BEGIN AVAILABLE DATA

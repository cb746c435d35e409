use proptest::prelude::*;
use stock_autotrader::error::AppError;
use stock_autotrader::portfolio::{allocate, AllocationTable, Candidate};

#[test]
/// Verifies the reference scenario: capital 10000, returns [5, 10] with
/// closes [100, 50] ranks the 10% name first, splits $5000 each, and sizes
/// 100 and 50 shares in rank order.
fn ranks_and_sizes_reference_scenario() {
    let out = allocate(
        &[Candidate::new("AAA", 100.0, 5.0), Candidate::new("BBB", 50.0, 10.0)],
        10_000.0,
    )
    .unwrap();
    assert_eq!(out.len(), 2);
    assert_eq!(out[0].symbol, "BBB");
    assert_eq!(out[0].rank, 1);
    assert_eq!(out[0].allocation, 5_000.0);
    assert_eq!(out[0].shares, 100);
    assert_eq!(out[1].symbol, "AAA");
    assert_eq!(out[1].allocation, 5_000.0);
    assert_eq!(out[1].shares, 50);
}

#[test]
/// Verifies that a non-positive close fails the whole call.
fn non_positive_close_is_invalid_instrument() {
    for bad in [0.0, -1.0, f64::NAN] {
        let err = allocate(
            &[Candidate::new("OK", 10.0, 1.0), Candidate::new("BAD", bad, 2.0)],
            1_000.0,
        )
        .unwrap_err();
        assert!(
            matches!(err, AppError::InvalidInstrument { ref symbol, .. } if symbol == "BAD"),
            "{:?}",
            err
        );
    }
}

#[test]
/// Verifies the one-share floor when the allocation cannot afford a share.
fn expensive_instrument_still_gets_one_share() {
    let out = allocate(&[Candidate::new("BRK", 600_000.0, 1.0)], 10_000.0).unwrap();
    assert_eq!(out[0].shares, 1);
}

#[test]
/// Verifies that no candidates produce an empty ranking.
fn empty_candidates_allocate_nothing() {
    assert!(allocate(&[], 10_000.0).unwrap().is_empty());
}

#[test]
/// Verifies snapshot lookup by symbol and the carried auxiliary trend.
fn allocation_table_lookup() {
    let out = allocate(
        &[
            Candidate::new("AAA", 10.0, 1.0).with_trend(Some(2.5)),
            Candidate::new("BBB", 20.0, 3.0),
        ],
        900.0,
    )
    .unwrap();
    let table = AllocationTable::new(out, 42);
    assert_eq!(table.allocation_for("AAA"), Some(450.0));
    assert_eq!(table.get("AAA").and_then(|e| e.trend_pct), Some(2.5));
    assert_eq!(table.get("BBB").map(|e| e.rank), Some(1));
    assert_eq!(table.allocation_for("CCC"), None);
    assert!((table.total_allocated() - 900.0).abs() < 1e-9);
}

fn candidates_strategy() -> impl Strategy<Value = Vec<Candidate>> {
    prop::collection::vec((0.01f64..5_000.0, -50i32..50), 1..20).prop_map(|items| {
        items
            .into_iter()
            .enumerate()
            .map(|(i, (close, ret))| Candidate::new(format!("S{:02}", i), close, ret as f64))
            .collect()
    })
}

proptest! {
    #[test]
    fn allocations_sum_to_capital(
        candidates in candidates_strategy(),
        capital in 1.0f64..1_000_000.0,
    ) {
        let out = allocate(&candidates, capital).unwrap();
        let total: f64 = out.iter().map(|e| e.allocation).sum();
        prop_assert!((total - capital).abs() <= capital * 1e-9);
        prop_assert!(out.iter().all(|e| e.shares >= 1));
    }

    #[test]
    fn ranking_is_descending_and_stable(candidates in candidates_strategy()) {
        let out = allocate(&candidates, 10_000.0).unwrap();
        prop_assert_eq!(out.len(), candidates.len());
        let position = |sym: &str| candidates.iter().position(|c| c.symbol == sym).unwrap();
        for pair in out.windows(2) {
            prop_assert!(pair[0].predicted_return_pct >= pair[1].predicted_return_pct);
            if pair[0].predicted_return_pct == pair[1].predicted_return_pct {
                prop_assert!(position(&pair[0].symbol) < position(&pair[1].symbol));
            }
        }
    }
}

#[test]
/// Verifies the one-share floor only applies to a positive allocation:
/// zero capital sizes every entry at zero shares.
fn zero_capital_allocates_no_shares() {
    let out = allocate(
        &[Candidate::new("AAA", 10.0, 1.0), Candidate::new("BBB", 20.0, 2.0)],
        0.0,
    )
    .unwrap();
    assert_eq!(out.len(), 2);
    assert!(out.iter().all(|e| e.allocation == 0.0 && e.shares == 0));
}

END AVAILABLE DATA

▸ **AIM OF THE TASK**:
Exactly as written, please output every entry.

▸ **ANSWER BOX**:
repository cb746c435d35e409
use proptest::prelude::*;
use stock_autotrader::error::AppError;
use stock_autotrader::portfolio::{allocate, AllocationTable, Candidate};

#[test]
/// Verifies the reference scenario: capital 10000, returns [5, 10] with
/// closes [100, 50] ranks the 10% name first, splits $5000 each, and sizes
/// 100 and 50 shares in rank order.
fn ranks_and_sizes_reference_scenario() {
    let out = allocate(
        &[Candidate::new("AAA", 100.0, 5.0), Candidate::new("BBB", 50.0, 10.0)],
        10_000.0,
    )
    .unwrap();
    assert_eq!(out.len(), 2);
    assert_eq!(out[0].symbol, "BBB");
    assert_eq!(out[0].rank, 1);
    assert_eq!(out[0].allocation, 5_000.0);
    assert_eq!(out[0].shares, 100);
    assert_eq!(out[1].symbol, "AAA");
    assert_eq!(out[1].allocation, 5_000.0);
    assert_eq!(out[1].shares, 50);
}

#[test]
/// Verifies that a non-positive close fails the whole call.
fn non_positive_close_is_invalid_instrument() {
    for bad in [0.0, -1.0, f64::NAN] {
        let err = allocate(
            &[Candidate::new("OK", 10.0, 1.0), Candidate::new("BAD", bad, 2.0)],
            1_000.0,
        )
        .unwrap_err();
        assert!(
            matches!(err, AppError::InvalidInstrument { ref symbol, .. } if symbol == "BAD"),
            "{:?}",
            err
        );
    }
}

#[test]
/// Verifies the one-share floor when the allocation cannot afford a share.
fn expensive_instrument_still_gets_one_share() {
    let out = allocate(&[Candidate::new("BRK", 600_000.0, 1.0)], 10_000.0).unwrap();
    assert_eq!(out[0].shares, 1);
}

#[test]
/// Verifies that no candidates produce an empty ranking.
fn empty_candidates_allocate_nothing() {
    assert!(allocate(&[], 10_000.0).unwrap().is_empty());
}

#[test]
/// Verifies snapshot lookup by symbol and the carried auxiliary trend.
fn allocation_table_lookup() {
    let out = allocate(
        &[
            Candidate::new("AAA", 10.0, 1.0).with_trend(Some(2.5)),
            Candidate::new("BBB", 20.0, 3.0),
        ],
        900.0,
    )
    .unwrap();
    let table = AllocationTable::new(out, 42);
    assert_eq!(table.allocation_for("AAA"), Some(450.0));
    assert_eq!(table.get("AAA").and_then(|e| e.trend_pct), Some(2.5));
    assert_eq!(table.get("BBB").map(|e| e.rank), Some(1));
    assert_eq!(table.allocation_for("CCC"), None);
    assert!((table.total_allocated() - 900.0).abs() < 1e-9);
}

fn candidates_strategy() -> impl Strategy<Value = Vec<Candidate>> {
    prop::collection::vec((0.01f64..5_000.0, -50i32..50), 1..20).prop_map(|items| {
        items
            .into_iter()
            .enumerate()
            .map(|(i, (close, ret))| Candidate::new(format!("S{:02}", i), close, ret as f64))
            .collect()
    })
}

proptest! {
    #[test]
    fn allocations_sum_to_capital(
        candidates in candidates_strategy(),
        capital in 1.0f64..1_000_000.0,
    ) {
        let out = allocate(&candidates, capital).unwrap();
        let total: f64 = out.iter().map(|e| e.allocation).sum();
        prop_assert!((total - capital).abs() <= capital * 1e-9);
        prop_assert!(out.iter().all(|e| e.shares >= 1));
    }

    #[test]
    fn ranking_is_descending_and_stable(candidates in candidates_strategy()) {
        let out = allocate(&candidates, 10_000.0).unwrap();
        prop_assert_eq!(out.len(), candidates.len());
        let position = |sym: &str| candidates.iter().position(|c| c.symbol == sym).unwrap();
        for pair in out.windows(2) {
            prop_assert!(pair[0].predicted_return_pct >= pair[1].predicted_return_pct);
            if pair[0].predicted_return_pct == pair[1].predicted_return_pct {
                prop_assert!(position(&pair[0].symbol) < position(&pair[1].symbol));
            }
        }
    }
}

#[test]
/// Verifies the one-share floor only applies to a positive allocation:
/// zero capital sizes every entry at zero shares.
fn zero_capital_allocates_no_shares() {
    let out = allocate(
        &[Candidate::new("AAA", 10.0, 1.0), Candidate::new("BBB", 20.0, 2.0)],
        0.0,
    )
    .unwrap();
    assert_eq!(out.len(), 2);
    assert!(out.iter().all(|e| e.allocation == 0.0 && e.shares == 0));
}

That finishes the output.